_Activity_
Nothing but the lines from the one with "let context = match" through the final line of the listing should appear in the answer, each copied exactly.

== == ==

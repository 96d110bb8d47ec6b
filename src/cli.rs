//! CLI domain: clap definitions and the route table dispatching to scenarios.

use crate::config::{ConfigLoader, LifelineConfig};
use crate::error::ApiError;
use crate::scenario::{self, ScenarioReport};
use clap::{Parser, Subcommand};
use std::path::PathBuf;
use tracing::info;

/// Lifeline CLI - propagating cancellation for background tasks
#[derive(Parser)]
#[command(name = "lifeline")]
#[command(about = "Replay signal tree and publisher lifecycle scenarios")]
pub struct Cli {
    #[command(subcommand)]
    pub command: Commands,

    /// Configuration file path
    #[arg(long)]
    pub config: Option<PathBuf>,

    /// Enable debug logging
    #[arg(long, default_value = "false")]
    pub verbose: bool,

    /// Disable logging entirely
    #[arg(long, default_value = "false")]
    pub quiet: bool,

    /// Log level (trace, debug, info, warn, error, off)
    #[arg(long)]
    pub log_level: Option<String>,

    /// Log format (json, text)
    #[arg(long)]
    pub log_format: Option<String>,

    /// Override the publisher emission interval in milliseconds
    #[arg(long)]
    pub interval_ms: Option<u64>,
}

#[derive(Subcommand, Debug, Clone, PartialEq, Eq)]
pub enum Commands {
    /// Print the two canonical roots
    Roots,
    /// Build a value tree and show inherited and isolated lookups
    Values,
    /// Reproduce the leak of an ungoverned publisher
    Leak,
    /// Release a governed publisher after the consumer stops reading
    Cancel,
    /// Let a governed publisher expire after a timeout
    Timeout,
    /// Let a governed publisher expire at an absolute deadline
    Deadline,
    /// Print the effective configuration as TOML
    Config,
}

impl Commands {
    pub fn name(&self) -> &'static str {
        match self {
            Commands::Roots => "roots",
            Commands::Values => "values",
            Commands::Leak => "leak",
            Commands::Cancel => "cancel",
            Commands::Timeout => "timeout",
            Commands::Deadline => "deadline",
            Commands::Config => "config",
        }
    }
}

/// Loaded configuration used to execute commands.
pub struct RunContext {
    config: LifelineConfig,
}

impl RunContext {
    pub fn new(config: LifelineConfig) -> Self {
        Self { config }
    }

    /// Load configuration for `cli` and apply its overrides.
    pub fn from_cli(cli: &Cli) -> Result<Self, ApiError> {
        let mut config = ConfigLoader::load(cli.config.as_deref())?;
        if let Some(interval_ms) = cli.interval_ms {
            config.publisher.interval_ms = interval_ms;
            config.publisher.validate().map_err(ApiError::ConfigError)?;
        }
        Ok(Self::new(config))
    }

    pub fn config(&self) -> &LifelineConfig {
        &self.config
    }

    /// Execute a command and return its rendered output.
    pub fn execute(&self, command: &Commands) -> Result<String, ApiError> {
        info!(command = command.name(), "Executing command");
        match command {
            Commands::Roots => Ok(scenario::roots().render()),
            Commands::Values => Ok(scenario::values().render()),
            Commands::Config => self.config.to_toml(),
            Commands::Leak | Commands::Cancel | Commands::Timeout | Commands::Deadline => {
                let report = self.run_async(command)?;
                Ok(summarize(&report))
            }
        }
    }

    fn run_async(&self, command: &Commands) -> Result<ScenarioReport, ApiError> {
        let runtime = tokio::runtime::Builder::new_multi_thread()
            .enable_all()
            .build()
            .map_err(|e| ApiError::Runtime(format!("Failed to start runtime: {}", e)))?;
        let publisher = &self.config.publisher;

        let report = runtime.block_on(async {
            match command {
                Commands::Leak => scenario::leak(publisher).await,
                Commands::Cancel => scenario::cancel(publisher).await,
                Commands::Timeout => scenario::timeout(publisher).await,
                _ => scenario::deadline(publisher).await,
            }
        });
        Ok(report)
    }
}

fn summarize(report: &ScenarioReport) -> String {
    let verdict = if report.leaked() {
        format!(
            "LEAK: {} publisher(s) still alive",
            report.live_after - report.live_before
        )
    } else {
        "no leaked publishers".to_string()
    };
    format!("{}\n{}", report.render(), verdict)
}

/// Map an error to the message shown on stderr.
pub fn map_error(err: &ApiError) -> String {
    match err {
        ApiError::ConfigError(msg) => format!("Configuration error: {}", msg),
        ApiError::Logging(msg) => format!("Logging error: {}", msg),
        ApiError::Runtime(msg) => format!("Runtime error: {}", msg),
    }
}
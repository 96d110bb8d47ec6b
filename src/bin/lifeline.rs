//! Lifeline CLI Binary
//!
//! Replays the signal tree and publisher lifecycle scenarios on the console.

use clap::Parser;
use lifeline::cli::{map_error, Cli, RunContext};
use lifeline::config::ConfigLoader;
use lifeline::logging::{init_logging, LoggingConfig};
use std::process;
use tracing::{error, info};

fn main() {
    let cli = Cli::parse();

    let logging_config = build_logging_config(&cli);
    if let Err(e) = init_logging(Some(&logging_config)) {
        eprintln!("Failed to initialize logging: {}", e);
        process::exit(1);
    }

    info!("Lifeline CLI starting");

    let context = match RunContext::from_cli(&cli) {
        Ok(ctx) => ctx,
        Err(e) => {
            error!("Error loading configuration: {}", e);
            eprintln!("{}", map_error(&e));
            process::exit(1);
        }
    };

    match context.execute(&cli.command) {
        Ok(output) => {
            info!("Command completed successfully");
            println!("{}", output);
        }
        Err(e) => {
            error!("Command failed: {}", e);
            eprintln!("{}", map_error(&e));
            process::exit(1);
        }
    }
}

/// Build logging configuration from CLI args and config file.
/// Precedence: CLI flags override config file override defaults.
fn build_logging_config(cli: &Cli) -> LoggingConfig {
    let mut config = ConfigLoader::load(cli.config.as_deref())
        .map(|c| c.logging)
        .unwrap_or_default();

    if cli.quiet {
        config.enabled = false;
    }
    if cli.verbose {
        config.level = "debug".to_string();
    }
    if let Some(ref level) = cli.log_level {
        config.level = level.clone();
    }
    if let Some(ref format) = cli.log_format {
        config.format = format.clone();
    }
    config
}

== == ==

_Solution for this problem_
    let context = match RunContext::from_cli(&cli) {
        Ok(ctx) => ctx,
        Err(e) => {
            error!("Error loading configuration: {}", e);
            eprintln!("{}", map_error(&e));
            process::exit(1);
        }
    };

    match context.execute(&cli.command) {
        Ok(output) => {
            info!("Command completed successfully");
            println!("{}", output);
        }
        Err(e) => {
            error!("Command failed: {}", e);
            eprintln!("{}", map_error(&e));
            process::exit(1);
        }
    }
}

/// Build logging configuration from CLI args and config file.
/// Precedence: CLI flags override config file override defaults.
fn build_logging_config(cli: &Cli) -> LoggingConfig {
    let mut config = ConfigLoader::load(cli.config.as_deref())
        .map(|c| c.logging)
        .unwrap_or_default();

    if cli.quiet {
        config.enabled = false;
    }
    if cli.verbose {
        config.level = "debug".to_string();
    }
    if let Some(ref level) = cli.log_level {
        config.level = level.clone();
    }
    if let Some(ref format) = cli.log_format {
        config.format = format.clone();
    }
    config
}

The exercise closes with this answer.